__EXERCISE DESCRIPTION__: Copy exactly the lines of the records below, and only those lines, beginning with the line that contains "filename src/application/dto/mod.rs" and ending with the line that contains "mod scan_report;".

__DATA LISTING__:
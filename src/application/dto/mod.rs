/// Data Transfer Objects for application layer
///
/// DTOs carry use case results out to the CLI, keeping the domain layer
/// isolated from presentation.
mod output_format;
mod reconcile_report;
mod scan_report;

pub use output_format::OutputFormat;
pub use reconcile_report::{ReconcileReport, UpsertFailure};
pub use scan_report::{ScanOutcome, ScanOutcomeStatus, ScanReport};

--

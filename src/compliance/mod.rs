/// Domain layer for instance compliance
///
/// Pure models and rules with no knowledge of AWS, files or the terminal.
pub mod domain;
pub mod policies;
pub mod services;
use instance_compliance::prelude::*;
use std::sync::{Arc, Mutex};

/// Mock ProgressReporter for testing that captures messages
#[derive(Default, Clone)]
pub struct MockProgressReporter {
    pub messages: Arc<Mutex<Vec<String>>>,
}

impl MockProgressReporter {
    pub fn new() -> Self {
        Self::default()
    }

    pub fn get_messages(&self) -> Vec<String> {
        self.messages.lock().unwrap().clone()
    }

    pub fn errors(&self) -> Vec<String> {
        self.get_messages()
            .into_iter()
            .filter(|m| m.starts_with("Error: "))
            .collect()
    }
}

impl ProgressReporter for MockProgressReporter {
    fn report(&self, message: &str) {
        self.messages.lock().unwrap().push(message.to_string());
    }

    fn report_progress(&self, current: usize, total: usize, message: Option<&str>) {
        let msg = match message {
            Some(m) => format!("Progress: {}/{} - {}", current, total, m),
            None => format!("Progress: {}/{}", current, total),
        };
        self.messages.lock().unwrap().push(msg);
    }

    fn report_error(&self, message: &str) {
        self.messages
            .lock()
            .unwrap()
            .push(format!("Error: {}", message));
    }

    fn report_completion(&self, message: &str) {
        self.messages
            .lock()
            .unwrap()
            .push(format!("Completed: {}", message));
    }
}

__RESPONSE AREA__:
filename src/application/dto/mod.rs
/// Data Transfer Objects for application layer
///
/// DTOs carry use case results out to the CLI, keeping the domain layer
/// isolated from presentation.
mod output_format;
mod reconcile_report;
mod scan_report;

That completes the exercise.